Subject: [tip: sched/core] sched/numa: Complete scanning of inactive VMAs when there is no alternative

The following commit has been merged into the sched/core branch of tip:

Commit-ID: f169c62ff7cd1acf8bac8ae17bfeafa307d9e6fa
Gitweb: https://git.kernel.org/tip/f169c62ff7cd1acf8bac8ae17bfeafa307d9e6fa
Author: Mel Gorman <[email protected]>
AuthorDate: Tue, 10 Oct 2023 09:31:43 +01:00
Committer: Ingo Molnar <[email protected]>
CommitterDate: Tue, 10 Oct 2023 23:42:15 +02:00

sched/numa: Complete scanning of inactive VMAs when there is no alternative

VMAs are skipped if there is no recent fault activity but this represents
a chicken-and-egg problem as there may be no fault activity if the PTEs
are never updated to trap NUMA hints. There is an indirect reliance on
scanning to be forced early in the lifetime of a task but this may fail
to detect changes in phase behaviour. Force inactive VMAs to be scanned
when all other eligible VMAs have been updated within the same scan
sequence.

Test results in general look good with some changes in performance, both
negative and positive, depending on whether the additional scanning and
faulting was beneficial or not to the workload. The autonuma benchmark
workload NUMA01_THREADLOCAL was picked for closer examination. The workload
creates two processes with numerous threads and thread-local storage that
is zero-filled in a loop. It exercises the corner case where unrelated
threads may skip VMAs that are thread-local to another thread and still
has some VMAs that inactive while the workload executes.

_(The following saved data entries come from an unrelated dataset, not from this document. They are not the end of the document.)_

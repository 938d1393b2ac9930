//! Immediate-mode render dispatch. Everything here is a pure function of the
//! scene state: it reads controllers, computes geometry and opacity, and
//! issues draw calls. Images that are not ready are skipped.

use crate::assets::{AssetSource, ImageId, SpriteSheet};
use crate::battle::menu::use_box;
use crate::battle::{Battle, GridLayout, MOVE_CATALOG, MenuOption, Overlay, PanelId, PulsePhase};
use crate::config::SceneConfig;
use crate::encounter::EncounterPhase;
use crate::state::SceneState;

#[derive(Clone, Copy, Debug, PartialEq)]
#[cfg_attr(feature = "serde", derive(serde::Serialize, serde::Deserialize))]
pub struct Rect {
    pub x: f64,
    pub y: f64,
    pub w: f64,
    pub h: f64,
}

impl Rect {
    pub const fn new(x: f64, y: f64, w: f64, h: f64) -> Self {
        Self { x, y, w, h }
    }
}

/// Drawing target. Alpha is 0..=1.
pub trait Surface {
    fn fill_rect(&mut self, rect: Rect, color: &str, alpha: f64);
    fn stroke_rect(&mut self, rect: Rect, color: &str, line_width: f64);
    /// `src` of `None` draws the whole image.
    fn draw_image(&mut self, id: ImageId, src: Option<Rect>, dest: Rect, alpha: f64);
    fn draw_text(&mut self, text: &str, x: f64, y: f64, color: &str, alpha: f64);
}

const TEXT: &str = "#202020";
const HIGHLIGHT: &str = "#f85838";
// HP bar offset and height inside the wild stat panel.
const HP_BAR: (f64, f64, f64) = (78.0, 34.0, 6.0);

fn blit<S, A>(surface: &mut S, assets: &A, id: ImageId, src: Option<Rect>, dest: Rect, alpha: f64)
where
    S: Surface + ?Sized,
    A: AssetSource + ?Sized,
{
    if alpha > 0.0 && assets.is_ready(id) {
        surface.draw_image(id, src, dest, alpha.clamp(0.0, 1.0));
    }
}

pub fn render<S, A>(state: &SceneState, assets: &A, surface: &mut S)
where
    S: Surface + ?Sized,
    A: AssetSource + ?Sized,
{
    let world = &state.config.world;
    surface.fill_rect(Rect::new(0.0, 0.0, world.viewport_w, world.viewport_h), "#000000", 1.0);
    if state.in_battle() {
        render_battle(&state.battle, &state.config, assets, surface);
    } else {
        render_overworld(state, assets, surface);
    }
}

fn render_overworld<S, A>(state: &SceneState, assets: &A, surface: &mut S)
where
    S: Surface + ?Sized,
    A: AssetSource + ?Sized,
{
    let cfg = &state.config;
    let (vw, vh) = (cfg.world.viewport_w, cfg.world.viewport_h);
    let cam = state.camera;
    let opacity = state.fade.overworld_opacity();

    blit(surface, assets, ImageId::Map, Some(Rect::new(cam.x, cam.y, vw, vh)), Rect::new(0.0, 0.0, vw, vh), opacity);

    let enc = &state.encounter;
    if enc.phase != EncounterPhase::Hidden {
        let sheet = SpriteSheet::new(cfg.encounter.frame_w, cfg.encounter.frame_h);
        let dest = Rect::new(enc.x - cam.x, enc.y - cam.y, cfg.encounter.frame_w, cfg.encounter.frame_h);
        blit(surface, assets, ImageId::Creature, Some(sheet.frame(0, enc.frame)), dest, opacity);
    }

    let p = &state.player;
    let sheet = SpriteSheet::new(cfg.player.width, cfg.player.height);
    let (px, py) = (p.x - cam.x, p.y - cam.y);
    let dest = Rect::new(px, py, cfg.player.width, cfg.player.height);
    blit(surface, assets, ImageId::Player, Some(sheet.frame(p.facing.row(), p.frame)), dest, opacity);

    if let (Some(alert), Some(info)) = (enc.alert, assets.image(ImageId::Alert)) {
        if alert.visible() {
            let (w, h) = (info.width as f64, info.height as f64);
            let x = px + cfg.player.width / 2.0 - w / 2.0;
            let y = py - h + alert.offset_y();
            blit(surface, assets, ImageId::Alert, None, Rect::new(x, y, w, h), opacity);
        }
    }

    let dialog = &state.dialog;
    if dialog.visible {
        let dest = Rect::new(0.0, dialog.slide_y, vw, cfg.dialog.height);
        blit(surface, assets, ImageId::Dialog, None, dest, opacity);
        surface.draw_text(&dialog.text, 16.0, dialog.slide_y + cfg.dialog.height / 2.0 + 6.0, TEXT, opacity);
    }

    // Battle background fades in over the dissolving overworld.
    if state.fade.started() {
        blit(surface, assets, ImageId::BattleBackground, None, Rect::new(0.0, 0.0, vw, vh), state.fade.alpha / 255.0);
    }
}

fn render_battle<S, A>(battle: &Battle, cfg: &SceneConfig, assets: &A, surface: &mut S)
where
    S: Surface + ?Sized,
    A: AssetSource + ?Sized,
{
    let (vw, vh) = (cfg.world.viewport_w, cfg.world.viewport_h);
    blit(surface, assets, ImageId::BattleBackground, None, Rect::new(0.0, 0.0, vw, vh), 1.0);

    let panel_image = |id: PanelId| match id {
        PanelId::Grass => ImageId::BattleGrass,
        PanelId::WildStat => ImageId::WildStat,
        PanelId::Water => ImageId::BattleWater,
        PanelId::Trainer => ImageId::Trainer,
        PanelId::Wild => ImageId::WildBattler,
        PanelId::Partner => ImageId::PartnerBattler,
        PanelId::PartnerStat => ImageId::PartnerStat,
    };
    let order = [
        PanelId::Grass,
        PanelId::Water,
        PanelId::Wild,
        PanelId::WildStat,
        PanelId::PartnerStat,
        PanelId::Partner,
        PanelId::Trainer,
    ];
    for id in order {
        let panel = battle.panels.get(id);
        if !panel.visible {
            continue;
        }
        let (x, mut y) = panel.origin();
        let mut alpha = panel.alpha / 255.0;
        if id == PanelId::Wild {
            let (drop, fade) = battle.knockout.fall(&cfg.battle);
            y += drop;
            alpha *= fade / 255.0;
        }
        let dest = Rect::new(x, y, panel.w, panel.h);
        let sheet = SpriteSheet::new(panel.w, panel.h);
        let src = match id {
            PanelId::Trainer => Some(sheet.frame(0, battle.trainer.frame)),
            PanelId::Wild => Some(sheet.frame(0, battle.wild_idle.frame)),
            PanelId::Partner => Some(sheet.frame(0, battle.partner_idle.frame)),
            _ => None,
        };
        blit(surface, assets, panel_image(id), src, dest, alpha);
        if id == PanelId::WildStat {
            let hp = battle.wild_hp_width(cfg);
            if hp > 0.0 {
                let (bx, by, bh) = HP_BAR;
                surface.fill_rect(Rect::new(x + bx, y + by, hp, bh), &battle.knockout.hp_color(&cfg.battle), alpha);
            }
        }
    }

    render_pulse(battle, cfg, assets, surface);

    let box_y = vh - cfg.battle.dialog_height;
    blit(surface, assets, ImageId::BattleDialog, None, Rect::new(0.0, box_y, vw, cfg.battle.dialog_height), 1.0);
    for (text, alpha) in battle.captions(cfg) {
        surface.draw_text(text, 20.0, box_y + 36.0, "#ffffff", alpha / 255.0);
    }

    let menu = &battle.menu;
    if !menu.revealed || menu.pulse.is_active() || !battle.accepts_input() {
        return;
    }
    match menu.overlay {
        Overlay::None => {
            let layout = GridLayout::fight(&cfg.menu);
            blit(surface, assets, ImageId::FightMenu, None, Rect::new(layout.x, layout.y, layout.w, layout.h), 1.0);
            for option in MenuOption::ALL {
                let (x, y) = layout.cell_origin(option as usize);
                surface.draw_text(option.label(), x + 14.0, y + 22.0, TEXT, 1.0);
            }
            stroke_cell(surface, layout, menu.highlighted());
        }
        Overlay::Moves => {
            let m = &cfg.menu;
            blit(surface, assets, ImageId::MovePanel, None, Rect::new(m.moves_x, m.moves_y, m.moves_w, m.moves_h), 1.0);
            let layout = GridLayout::moves(m);
            for (i, info) in MOVE_CATALOG.iter().enumerate() {
                let (x, y) = layout.cell_origin(i);
                surface.draw_text(info.name, x + 14.0, y + 22.0, TEXT, 1.0);
            }
            let current = menu.move_hovered.unwrap_or(menu.move_cursor);
            stroke_cell(surface, layout, current);
            let info = MOVE_CATALOG[current.min(MOVE_CATALOG.len() - 1)];
            let pp = menu.moves[current.min(MOVE_CATALOG.len() - 1)].pp;
            let dx = m.moves_x + m.moves_grid_w + m.padding;
            surface.draw_text(&format!("PP {pp}/{}", info.pp_max), dx, m.moves_y + 34.0, TEXT, 1.0);
            surface.draw_text(&format!("TYPE/{}", info.kind.label()), dx, m.moves_y + 62.0, TEXT, 1.0);
        }
        Overlay::Bag | Overlay::Party => {
            let id = if menu.overlay == Overlay::Bag { ImageId::BagScreen } else { ImageId::PartyScreen };
            blit(surface, assets, id, None, Rect::new(0.0, 0.0, vw, vh), 1.0);
            if menu.use_hovered {
                let (x, y, w, h) = use_box(&cfg.menu, &cfg.world);
                surface.stroke_rect(Rect::new(x, y, w, h), HIGHLIGHT, 2.0);
            }
        }
    }
}

fn stroke_cell<S: Surface + ?Sized>(surface: &mut S, layout: GridLayout, cell: usize) {
    let (x, y) = layout.cell_origin(cell);
    let w = (layout.w - 2.0 * layout.padding) / 2.0;
    let h = (layout.h - 2.0 * layout.padding) / 2.0;
    surface.stroke_rect(Rect::new(x, y, w, h), HIGHLIGHT, 2.0);
}

fn render_pulse<S, A>(battle: &Battle, cfg: &SceneConfig, assets: &A, surface: &mut S)
where
    S: Surface + ?Sized,
    A: AssetSource + ?Sized,
{
    let pulse = &battle.menu.pulse;
    let wild = battle.panels.get(PanelId::Wild);
    let (wx, wy) = wild.origin();
    let (cx, cy) = (wx + wild.w / 2.0, wy + wild.h / 2.0);
    let alpha = pulse.alpha(&cfg.menu) / 255.0;
    match pulse.phase {
        PulsePhase::Idle => {}
        PulsePhase::Charge { .. } => {
            let size = 88.0 * pulse.charge_scale(&cfg.menu).unwrap_or(1.0);
            let dest = Rect::new(cx - size / 2.0, cy - size / 2.0, size, size);
            blit(surface, assets, ImageId::PulseCharge, None, dest, alpha);
        }
        PulsePhase::Impact { .. } => {
            let dest = Rect::new(wx, wy, wild.w, wild.h);
            blit(surface, assets, ImageId::PulseImpact, None, dest, alpha);
        }
    }
}

#[cfg(test)]
mod tests {
    use super::*;
    use crate::assets::ImageInfo;
    use crate::fade::FadePhase;

    #[derive(Default)]
    struct Recorder {
        images: Vec<(ImageId, Rect, f64)>,
        texts: Vec<String>,
        fills: Vec<(Rect, String)>,
    }

    impl Surface for Recorder {
        fn fill_rect(&mut self, rect: Rect, color: &str, _alpha: f64) {
            self.fills.push((rect, color.to_string()));
        }
        fn stroke_rect(&mut self, _rect: Rect, _color: &str, _line_width: f64) {}
        fn draw_image(&mut self, id: ImageId, _src: Option<Rect>, dest: Rect, alpha: f64) {
            self.images.push((id, dest, alpha));
        }
        fn draw_text(&mut self, text: &str, _x: f64, _y: f64, _color: &str, _alpha: f64) {
            self.texts.push(text.to_string());
        }
    }

    struct AllReady;

    impl AssetSource for AllReady {
        fn image(&self, _id: ImageId) -> Option<ImageInfo> {
            Some(ImageInfo { width: 16, height: 16 })
        }
    }

    struct NoneReady;

    impl AssetSource for NoneReady {
        fn image(&self, _id: ImageId) -> Option<ImageInfo> {
            None
        }
    }

    #[test]
    fn overworld_draws_map_and_player() {
        let state = SceneState::new(SceneConfig::default());
        let mut rec = Recorder::default();
        render(&state, &AllReady, &mut rec);
        let ids: Vec<ImageId> = rec.images.iter().map(|(id, ..)| *id).collect();
        assert_eq!(ids, vec![ImageId::Map, ImageId::Player]);
    }

    #[test]
    fn missing_assets_draw_nothing() {
        let state = SceneState::new(SceneConfig::default());
        let mut rec = Recorder::default();
        render(&state, &NoneReady, &mut rec);
        assert!(rec.images.is_empty());
    }

    #[test]
    fn fading_dissolves_overworld() {
        let mut state = SceneState::new(SceneConfig::default());
        state.fade.phase = FadePhase::Fading;
        state.fade.alpha = 51.0;
        let mut rec = Recorder::default();
        render(&state, &AllReady, &mut rec);
        let map = rec.images.iter().find(|(id, ..)| *id == ImageId::Map).expect("map drawn");
        assert!((map.2 - 0.8).abs() < 1e-9);
        let bg = rec.images.iter().find(|(id, ..)| *id == ImageId::BattleBackground).expect("background drawn");
        assert!((bg.2 - 0.2).abs() < 1e-9);
    }

    #[test]
    fn battle_shows_first_caption() {
        let mut state = SceneState::new(SceneConfig::default());
        state.fade.phase = FadePhase::Faded;
        state.fade.alpha = 255.0;
        state.battle.enter(&state.config);
        let mut rec = Recorder::default();
        render(&state, &AllReady, &mut rec);
        assert!(rec.images.iter().all(|(id, ..)| *id != ImageId::Map), "overworld not drawn once faded");
        assert!(rec.images.iter().any(|(id, ..)| *id == ImageId::BattleGrass));
        assert_eq!(rec.texts, vec![state.config.battle.first_caption.clone()]);
    }

    fn battle_state() -> SceneState {
        let mut state = SceneState::new(SceneConfig::default());
        state.fade.phase = FadePhase::Faded;
        state.fade.alpha = 255.0;
        state.battle.enter(&state.config);
        for _ in 0..400 {
            state.battle.update(&state.config, crate::timing::FrameTime::one_tick());
        }
        state
    }

    fn hp_bar(rec: &Recorder) -> Option<&(Rect, String)> {
        rec.fills.iter().find(|(rect, _)| rect.h == HP_BAR.2)
    }

    #[test]
    fn wild_hp_bar_starts_full_and_green() {
        let state = battle_state();
        let mut rec = Recorder::default();
        render(&state, &AllReady, &mut rec);
        let (rect, color) = hp_bar(&rec).expect("hp bar drawn");
        let (sx, sy) = state.battle.panels.get(PanelId::WildStat).origin();
        assert_eq!(*rect, Rect::new(sx + HP_BAR.0, sy + HP_BAR.1, 96.0, HP_BAR.2));
        assert_eq!(color, "#70f8a8");
    }

    #[test]
    fn fainted_battler_is_gone_and_bar_empty() {
        let mut state = battle_state();
        state.battle.knockout.phase = crate::battle::FaintPhase::Done;
        let mut rec = Recorder::default();
        render(&state, &AllReady, &mut rec);
        assert!(hp_bar(&rec).is_none(), "empty bar is not drawn");
        assert!(rec.images.iter().all(|(id, ..)| *id != ImageId::WildBattler));
        assert!(rec.images.iter().all(|(id, ..)| *id != ImageId::FightMenu), "menu stays hidden");
        assert_eq!(rec.texts, vec![state.config.battle.fainted_caption.clone()]);
    }

    #[test]
    fn falling_battler_drops_and_fades() {
        let mut state = battle_state();
        state.battle.knockout.phase = crate::battle::FaintPhase::Falling { elapsed_ms: 500.0 };
        let mut rec = Recorder::default();
        render(&state, &AllReady, &mut rec);
        let (_, dest, alpha) = rec.images.iter().find(|(id, ..)| *id == ImageId::WildBattler).expect("still drawn");
        let (_, wy) = state.battle.panels.get(PanelId::Wild).origin();
        assert!((dest.y - (wy + 20.0)).abs() < 1e-9);
        assert!((alpha - 0.5).abs() < 1e-9);
    }
}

The VMA skipping activity frequency with and without the patch:

6.6.0-rc2-sched-numabtrace-v1
=============================
649 reason=scan_delay
9,094 reason=unsuitable
48,915 reason=shared_ro
143,919 reason=inaccessible
193,050 reason=pid_inactive

6.6.0-rc2-sched-numabselective-v1
=============================
146 reason=seq_completed
622 reason=ignore_pid_inactive

624 reason=scan_delay
6,570 reason=unsuitable
16,101 reason=shared_ro
27,608 reason=inaccessible
41,939 reason=pid_inactive

Note that with the patch applied, the PID activity is ignored
(ignore_pid_inactive) to ensure a VMA with some activity is completely
scanned. In addition, a small number of VMAs are scanned when no other
eligible VMA is available during a single scan window (seq_completed).
The number of times a VMA is skipped due to no PID activity from the
scanning task (pid_inactive) drops dramatically. It is expected that
this will increase the number of PTEs updated for NUMA hinting faults
as well as hinting faults but these represent PTEs that would otherwise
have been missed. The tradeoff is scan+fault overhead versus improving
locality due to migration.

On a 2-socket Cascade Lake test machine, the time to complete the
workload is as follows;

6.6.0-rc2 6.6.0-rc2
sched-numabtrace-v1 sched-numabselective-v1
Min elsp-NUMA01_THREADLOCAL 174.22 ( 0.00%) 117.64 ( 32.48%)
Amean elsp-NUMA01_THREADLOCAL 175.68 ( 0.00%) 123.34 * 29.79%*
Stddev elsp-NUMA01_THREADLOCAL 1.20 ( 0.00%) 4.06 (-238.20%)
CoeffVar elsp-NUMA01_THREADLOCAL 0.68 ( 0.00%) 3.29 (-381.70%)
Max elsp-NUMA01_THREADLOCAL 177.18 ( 0.00%) 128.03 ( 27.74%)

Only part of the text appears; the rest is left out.